Suwałki Airport is in Podlaskie Voivodeship, around 3km from Suwałki city centre, and covers 110 hectares. The Wigry National Park prevents planes from landing from the east.

== Management ==
Until 9 February 2017, Suwałki Airport was managed by the Suwałki Aeroclub. Since then, it has been run by the Suwałki Aviation School.

== History ==
The German Luftwaffe used the airport as an airfield during World War II, following its construction during 1940 and spring 1941. Around 2,500 men from at least four Luftwaffe construction battalions, as well as a large number of local labourers, were working on the airfield by May 1941.

On 23 October 1944, the airfield was captured by the Soviet 3rd Belorussian Front.

== Funding ==
Since 2020, PLN (złoty) 27 million (original estimate: PLN 15–16 million) has been allocated to modernisation projects, including a new runway (08R/26L, constructed in August 2020), a turnaround section, an apron, a taxiway, technical infrastructure, and additional LED lighting on both runways.
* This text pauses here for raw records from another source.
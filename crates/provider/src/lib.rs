//! The Shiprocket fulfillment provider.
//!
//! [`ShiprocketProvider`] drives the aggregator on behalf of the host:
//! serviceability checks, order submission, the per-location
//! order → AWB → pickup workflow, document generation and cancellation.
//! Every step's outcome is merged into the fulfillment's persisted shipment
//! list through the host's [`FulfillmentStore`].
//!
//! [`FulfillmentStore`]: shiprocket_core::services::FulfillmentStore

pub mod capability;
pub mod error;
pub mod memory_store;
pub mod orders;
pub mod provider;
pub mod serviceability;
pub mod shipments;
pub mod subscriber;
pub mod webhook;
pub mod workflow;

pub use error::ProviderError;
pub use memory_store::MemoryFulfillmentStore;
pub use provider::{ProviderDeps, ShiprocketProvider};
pub use serviceability::FulfillmentServiceability;
pub use subscriber::ShipmentSubscriber;
pub use webhook::{StatusWebhook, WebhookError};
PLN 10 million was provided by Forte, PLN 11 million from the Suwałki City Budget, and PLN 6 million by the Podlaskie Voivodeship government.

== Air Rescue Base ==
The Polish Medical Air Rescue opened a base at Suwałki airport on 4 June 2005, costing PLN 6.2 million. The current head of the base is Zbigniew Dąbrowski, with the base serving the Suwałki and Masuria regions. In 2011, the base received a new helicopter. The heliport, named 'Suwałki - Szpital', was commissioned in 2014. The operator of the heliport is Dr. Ludwik Rydygier Provincial Hospital.

== Air shows ==

Every year, Suwałki Airport hosts the Odlotowe Suwałki Air Show.